Top of Given data

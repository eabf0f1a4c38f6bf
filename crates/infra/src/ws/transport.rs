use std::time::Duration;

use async_trait::async_trait;
use futures::{SinkExt, StreamExt};
use tokio::net::TcpStream;
use tokio::time::timeout;
use tokio_tungstenite::tungstenite::client::IntoClientRequest;
use tokio_tungstenite::tungstenite::http::header::AUTHORIZATION;
use tokio_tungstenite::tungstenite::http::{HeaderValue, StatusCode};
use tokio_tungstenite::tungstenite::{Error as WsError, Message};
use tokio_tungstenite::{connect_async, MaybeTlsStream, WebSocketStream};
use tracing::{debug, warn};
use wavelink_core::{DuplexChannel, DuplexTransport, TransportError, TransportErrorKind};
use wavelink_domain::Credential;

const DEFAULT_CONNECT_TIMEOUT: Duration = Duration::from_secs(10);

type Socket = WebSocketStream<MaybeTlsStream<TcpStream>>;

/// Opens the update channel as a WebSocket at a fixed URL.
///
/// The access token travels as an `Authorization: Bearer` header on the
/// upgrade request; a 401 handshake response surfaces as
/// [`TransportErrorKind::Unauthorized`].
#[derive(Debug, Clone)]
pub struct WebSocketTransport {
    url: String,
    connect_timeout: Duration,
}

impl WebSocketTransport {
    pub fn new(url: impl Into<String>) -> Self {
        Self { url: url.into(), connect_timeout: DEFAULT_CONNECT_TIMEOUT }
    }

    pub fn with_connect_timeout(mut self, connect_timeout: Duration) -> Self {
        self.connect_timeout = connect_timeout;
        self
    }

    pub fn url(&self) -> &str {
        &self.url
    }
}

#[async_trait]
impl DuplexTransport for WebSocketTransport {
    async fn open(&self, credential: &Credential) -> Result<Box<dyn DuplexChannel>, TransportError> {
        let mut request = self.url.as_str().into_client_request().map_err(|err| {
            let message = format!("invalid url {}: {err}", self.url);
            TransportError::new(TransportErrorKind::Protocol, message)
        })?;
        let bearer = HeaderValue::from_str(&format!("Bearer {}", credential.access_token))
            .map_err(|_| TransportError::unauthorized("access token is not a header value"))?;
        request.headers_mut().insert(AUTHORIZATION, bearer);

        debug!(url = %self.url, "opening websocket");
        let (socket, response) = timeout(self.connect_timeout, connect_async(request))
            .await
            .map_err(|_| {
                TransportError::new(TransportErrorKind::Timeout, "websocket handshake timed out")
            })?
            .map_err(handshake_error)?;
        debug!(status = %response.status(), "websocket open");

        Ok(Box::new(WebSocketChannel { socket }))
    }
}

fn handshake_error(err: WsError) -> TransportError {
    match err {
        WsError::Http(response) if response.status() == StatusCode::UNAUTHORIZED => {
            TransportError::unauthorized("handshake rejected with 401")
        }
        WsError::Http(response) => {
            TransportError::unreachable(format!("handshake rejected with {}", response.status()))
        }
        other => TransportError::unreachable(other.to_string()),
    }
}

struct WebSocketChannel {
    socket: Socket,
}

#[async_trait]
impl DuplexChannel for WebSocketChannel {
    async fn send(&mut self, frame: String) -> Result<(), TransportError> {
        self.socket
            .send(Message::Text(frame))
            .await
            .map_err(|err| TransportError::closed(format!("websocket send failed: {err}")))
    }

    async fn next_frame(&mut self) -> Option<Result<String, TransportError>> {
        loop {
            match self.socket.next().await? {
                Ok(Message::Text(text)) => return Some(Ok(text)),
                Ok(Message::Close(frame)) => {
                    debug!(?frame, "websocket closed by peer");
                    return None;
                }
                // Ping replies are queued by tungstenite itself
                Ok(Message::Ping(_) | Message::Pong(_) | Message::Frame(_)) => {}
                Ok(Message::Binary(data)) => {
                    warn!(len = data.len(), "ignoring binary websocket frame");
                }
                Err(WsError::ConnectionClosed | WsError::AlreadyClosed) => return None,
                Err(err) => {
                    let message = format!("websocket read failed: {err}");
                    return Some(Err(TransportError::closed(message)));
                }
            }
        }
    }

    async fn close(&mut self) {
        if let Err(err) = self.socket.close(None).await {
            debug!(error = %err, "websocket close failed");
        }
    }
}
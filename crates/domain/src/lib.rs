//! # Wavelink Domain
//!
//! Data types shared by the real-time update channel.
//!
//! This crate contains:
//! - Channel configuration (`ChannelConfig`) and its validation
//! - Connection, network and credential value types
//! - Wire messages exchanged over the duplex channel
//! - Request/response types for the retrying request path
//! - Domain error types and Result definitions
//!
//! ## Architecture
//! - No dependencies on other wavelink crates
//! - Only external dependencies allowed
//! - No I/O, no async

pub mod config;
pub mod constants;
pub mod errors;
pub mod macros;
pub mod types;

// Re-export commonly used items
pub use config::*;
pub use errors::*;
pub use types::*;
//! Domain value types
//!
//! - [`connection`]: connection lifecycle state
//! - [`network`]: connectivity snapshots
//! - [`credential`]: access credentials and refresh tokens
//! - [`message`]: topics and duplex channel frames
//! - [`request`]: requests issued through the retry engine

pub mod connection;
pub mod credential;
pub mod message;
pub mod network;
pub mod request;

pub use connection::ConnectionState;
pub use credential::{Credential, RefreshedCredential, StoredCredentials};
pub use message::{ControlMessage, InboundMessage, Topic};
pub use network::{NetworkStatus, NetworkType};
pub use request::{ApiRequest, ApiResponse, HttpMethod, RequestFailure};
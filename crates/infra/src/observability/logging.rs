//! Logging setup powered by `tracing-subscriber`

use std::str::FromStr;

use tracing_subscriber::layer::SubscriberExt;
use tracing_subscriber::util::SubscriberInitExt;
use tracing_subscriber::EnvFilter;

/// Filter used when `RUST_LOG` is unset or invalid
const DEFAULT_DIRECTIVES: &str = "info,reqwest=warn,hyper=warn";

/// Log output format
#[derive(Debug, Clone, Copy, Default, PartialEq, Eq)]
pub enum LogFormat {
    /// Human-readable lines
    #[default]
    Pretty,
    /// JSON Lines for log shippers
    Json,
}

impl FromStr for LogFormat {
    type Err = std::convert::Infallible;

    /// Unknown names fall back to [`LogFormat::Pretty`].
    fn from_str(s: &str) -> Result<Self, Self::Err> {
        Ok(match s.trim().to_ascii_lowercase().as_str() {
            "json" | "jsonl" => Self::Json,
            _ => Self::Pretty,
        })
    }
}

fn env_filter() -> EnvFilter {
    EnvFilter::try_from_default_env().unwrap_or_else(|_| EnvFilter::new(DEFAULT_DIRECTIVES))
}

/// Install the global subscriber.
///
/// Returns `false` when a subscriber was already installed; the existing one
/// is left in place, so calling this more than once is harmless.
pub fn init_tracing(format: LogFormat) -> bool {
    let registry = tracing_subscriber::registry().with(env_filter());

    let result = match format {
        LogFormat::Pretty => registry
            .with(tracing_subscriber::fmt::layer().with_target(true))
            .try_init(),
        LogFormat::Json => registry
            .with(
                tracing_subscriber::fmt::layer()
                    .json()
                    .with_current_span(true)
                    .with_span_list(false),
            )
            .try_init(),
    };

    match result {
        Ok(()) => {
            tracing::debug!(?format, "tracing initialized");
            true
        }
        Err(_) => false,
    }
}

#[cfg(test)]
mod tests {
    use super::*;

    #[test]
    fn test_format_names() {
        assert_eq!("json".parse::<LogFormat>().unwrap(), LogFormat::Json);
        assert_eq!(" JSONL ".parse::<LogFormat>().unwrap(), LogFormat::Json);
        assert_eq!("pretty".parse::<LogFormat>().unwrap(), LogFormat::Pretty);
        assert_eq!("whatever".parse::<LogFormat>().unwrap(), LogFormat::Pretty);
    }

    #[test]
    fn test_second_init_is_a_no_op() {
        init_tracing(LogFormat::Pretty);
        assert!(!init_tracing(LogFormat::Json));
    }
}
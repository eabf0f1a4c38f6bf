//! # Wavelink Core
//!
//! The resilient real-time update channel.
//!
//! This crate contains:
//! - Port interfaces (traits) for the transport, credential refresh,
//!   credential storage, request sending and error reporting
//! - The channel components: network observer, credential refresh
//!   coordinator, retry engine, connection manager, subscription registry
//!   and event dispatcher
//! - `RealtimeService`, which wires the components together and owns their
//!   lifecycle
//!
//! ## Architecture Principles
//! - Depends only on `wavelink-common` and `wavelink-domain`
//! - No sockets, HTTP or storage code; all I/O goes through ports
//! - Connection state is owned by a single actor task

pub mod auth;
pub mod connection;
pub mod error;
pub mod error_log;
pub mod events;
pub mod network;
pub mod ports;
pub mod retry;
pub mod service;
pub mod subscription;

pub use auth::CredentialRefreshCoordinator;
pub use connection::ConnectionManager;
pub use error::{ChannelError, ChannelResult, RequestError};
pub use error_log::{ErrorLog, ErrorRecord};
pub use events::{EventDispatcher, HandlerError, HandlerId};
pub use network::NetworkObserver;
pub use ports::{
    CredentialRefresher, CredentialStore, DuplexChannel, DuplexTransport, ErrorReporter,
    RequestSender, TransportError, TransportErrorKind,
};
pub use retry::RetryPolicyEngine;
pub use service::{RealtimeService, RealtimeServiceBuilder};
pub use subscription::SubscriptionRegistry;
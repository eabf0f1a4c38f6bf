use std::collections::VecDeque;
use std::time::Duration;

use async_trait::async_trait;
use parking_lot::Mutex;
use tokio::time::Instant;
use wavelink_common::{CommonError, CommonResult};
use wavelink_core::{ErrorRecord, ErrorReporter, RequestSender};
use wavelink_domain::{ApiRequest, ApiResponse, RequestFailure};

type Scripted = Result<ApiResponse, RequestFailure>;

/// Sender answering from a script; `200 {}` once the script runs out.
#[derive(Default)]
pub struct ScriptedSender {
    script: Mutex<VecDeque<(Duration, Scripted)>>,
    sent: Mutex<Vec<(Instant, ApiRequest)>>,
}

impl ScriptedSender {
    pub fn new() -> Self {
        Self::default()
    }

    pub fn respond(self, status: u16) -> Self {
        let outcome = if (200..300).contains(&status) {
            Ok(ApiResponse::new(status, serde_json::json!({"ok": true})))
        } else {
            Err(RequestFailure::status(status))
        };
        self.script.lock().push_back((Duration::ZERO, outcome));
        self
    }

    pub fn fail(self, failure: RequestFailure) -> Self {
        self.script.lock().push_back((Duration::ZERO, Err(failure)));
        self
    }

    /// Respond with `status` only after `delay`
    pub fn respond_after(self, delay: Duration, status: u16) -> Self {
        let outcome = Ok(ApiResponse::new(status, serde_json::Value::Null));
        self.script.lock().push_back((delay, outcome));
        self
    }

    pub fn sent(&self) -> Vec<ApiRequest> {
        self.sent.lock().iter().map(|(_, request)| request.clone()).collect()
    }

    pub fn send_times(&self) -> Vec<Instant> {
        self.sent.lock().iter().map(|(at, _)| *at).collect()
    }
}

#[async_trait]
impl RequestSender for ScriptedSender {
    async fn send(&self, request: ApiRequest) -> Result<ApiResponse, RequestFailure> {
        self.sent.lock().push((Instant::now(), request));
        let next = self.script.lock().pop_front();
        match next {
            Some((delay, outcome)) => {
                tokio::time::sleep(delay).await;
                outcome
            }
            None => Ok(ApiResponse::new(200, serde_json::json!({}))),
        }
    }
}

#[derive(Default)]
pub struct RecordingReporter {
    pub records: Mutex<Vec<ErrorRecord>>,
    pub fail: bool,
}

#[async_trait]
impl ErrorReporter for RecordingReporter {
    async fn report(&self, record: &ErrorRecord) -> CommonResult<()> {
        self.records.lock().push(record.clone());
        if self.fail {
            return Err(CommonError::backend("reporter", "collector down", true));
        }
        Ok(())
    }
}
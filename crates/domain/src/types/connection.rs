use serde::{Deserialize, Serialize};

use crate::impl_status_conversions;

/// Lifecycle state of the single duplex connection
#[derive(Debug, Clone, Copy, PartialEq, Eq, Hash, Default, Serialize, Deserialize)]
#[serde(rename_all = "snake_case")]
pub enum ConnectionState {
    #[default]
    Disconnected,
    Connecting,
    Connected,
    /// Involuntarily disconnected, waiting for the reconnect timer
    ReconnectWaiting,
}

impl_status_conversions!(ConnectionState {
    Disconnected => "disconnected",
    Connecting => "connecting",
    Connected => "connected",
    ReconnectWaiting => "reconnect_waiting",
});

impl ConnectionState {
    /// `connect()` is a no-op in these states
    pub const fn is_active(self) -> bool {
        matches!(self, Self::Connecting | Self::Connected)
    }
}
//! Requests issued through the retry engine and their outcomes

use std::fmt;

use serde::{Deserialize, Serialize};
use thiserror::Error;
use uuid::Uuid;

#[derive(Debug, Clone, Copy, PartialEq, Eq, Hash, Serialize, Deserialize)]
#[serde(rename_all = "UPPERCASE")]
pub enum HttpMethod {
    Get,
    Post,
    Put,
    Patch,
    Delete,
}

impl HttpMethod {
    pub const fn as_str(self) -> &'static str {
        match self {
            Self::Get => "GET",
            Self::Post => "POST",
            Self::Put => "PUT",
            Self::Patch => "PATCH",
            Self::Delete => "DELETE",
        }
    }
}

impl fmt::Display for HttpMethod {
    fn fmt(&self, f: &mut fmt::Formatter<'_>) -> fmt::Result {
        f.write_str(self.as_str())
    }
}

/// Request handed to the request-issuing collaborator.
///
/// The engine sets the `authorization` header on every attempt when
/// `authenticated` is true, so retries always carry the latest credential.
#[derive(Debug, Clone, PartialEq, Serialize, Deserialize)]
pub struct ApiRequest {
    /// Correlates log lines across attempts
    pub id: Uuid,
    pub method: HttpMethod,
    /// Path relative to the API base URL
    pub path: String,
    #[serde(default, skip_serializing_if = "Option::is_none")]
    pub body: Option<serde_json::Value>,
    #[serde(default)]
    pub headers: Vec<(String, String)>,
    pub authenticated: bool,
}

impl ApiRequest {
    pub fn new<P: Into<String>>(method: HttpMethod, path: P) -> Self {
        Self {
            id: Uuid::new_v4(),
            method,
            path: path.into(),
            body: None,
            headers: Vec::new(),
            authenticated: true,
        }
    }

    pub fn get<P: Into<String>>(path: P) -> Self {
        Self::new(HttpMethod::Get, path)
    }

    pub fn post<P: Into<String>>(path: P, body: serde_json::Value) -> Self {
        Self::new(HttpMethod::Post, path).with_body(body)
    }

    pub fn with_body(mut self, body: serde_json::Value) -> Self {
        self.body = Some(body);
        self
    }

    /// Add a header, replacing any existing one with the same name
    pub fn with_header<N: Into<String>, V: Into<String>>(mut self, name: N, value: V) -> Self {
        self.set_header(name, value);
        self
    }

    /// Skip credential attachment and the auth-refresh path
    pub fn unauthenticated(mut self) -> Self {
        self.authenticated = false;
        self
    }

    pub fn set_header<N: Into<String>, V: Into<String>>(&mut self, name: N, value: V) {
        let name = name.into();
        self.headers.retain(|(existing, _)| !existing.eq_ignore_ascii_case(&name));
        self.headers.push((name, value.into()));
    }

    pub fn header(&self, name: &str) -> Option<&str> {
        self.headers
            .iter()
            .find(|(existing, _)| existing.eq_ignore_ascii_case(name))
            .map(|(_, value)| value.as_str())
    }
}

/// Successful response
#[derive(Debug, Clone, PartialEq, Serialize, Deserialize)]
pub struct ApiResponse {
    pub status: u16,
    #[serde(default)]
    pub body: serde_json::Value,
}

impl ApiResponse {
    pub fn new(status: u16, body: serde_json::Value) -> Self {
        Self { status, body }
    }

    pub fn is_success(&self) -> bool {
        (200..300).contains(&self.status)
    }
}

/// Failure reported by the request-issuing collaborator
#[derive(Debug, Clone, PartialEq, Eq, Error)]
pub enum RequestFailure {
    /// Response received with a non-success status
    #[error("request failed with status {status}")]
    Status { status: u16, body: Option<String> },

    #[error("request timed out")]
    Timeout,

    #[error("connection reset")]
    ConnectionReset,

    /// No response at all (DNS, refused connection, offline)
    #[error("network failure: {0}")]
    Network(String),
}

impl RequestFailure {
    pub fn status(status: u16) -> Self {
        Self::Status { status, body: None }
    }

    pub fn status_code(&self) -> Option<u16> {
        match self {
            Self::Status { status, .. } => Some(*status),
            _ => None,
        }
    }
}
//! Resilience primitives
//!
//! - **[`backoff`]**: exact doubling delay schedules for retries and
//!   reconnects

pub mod backoff;

pub use backoff::BackoffStrategy;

Bottom of Given data

Scan the records above for the string "Option", then copy each line where it turns up.

    async fn next_frame(&mut self) -> Option<Result<String, TransportError>> {
    #[serde(default, skip_serializing_if = "Option::is_none")]
    pub body: Option<serde_json::Value>,
    pub fn header(&self, name: &str) -> Option<&str> {
    Status { status: u16, body: Option<String> },
    pub fn status_code(&self) -> Option<u16> {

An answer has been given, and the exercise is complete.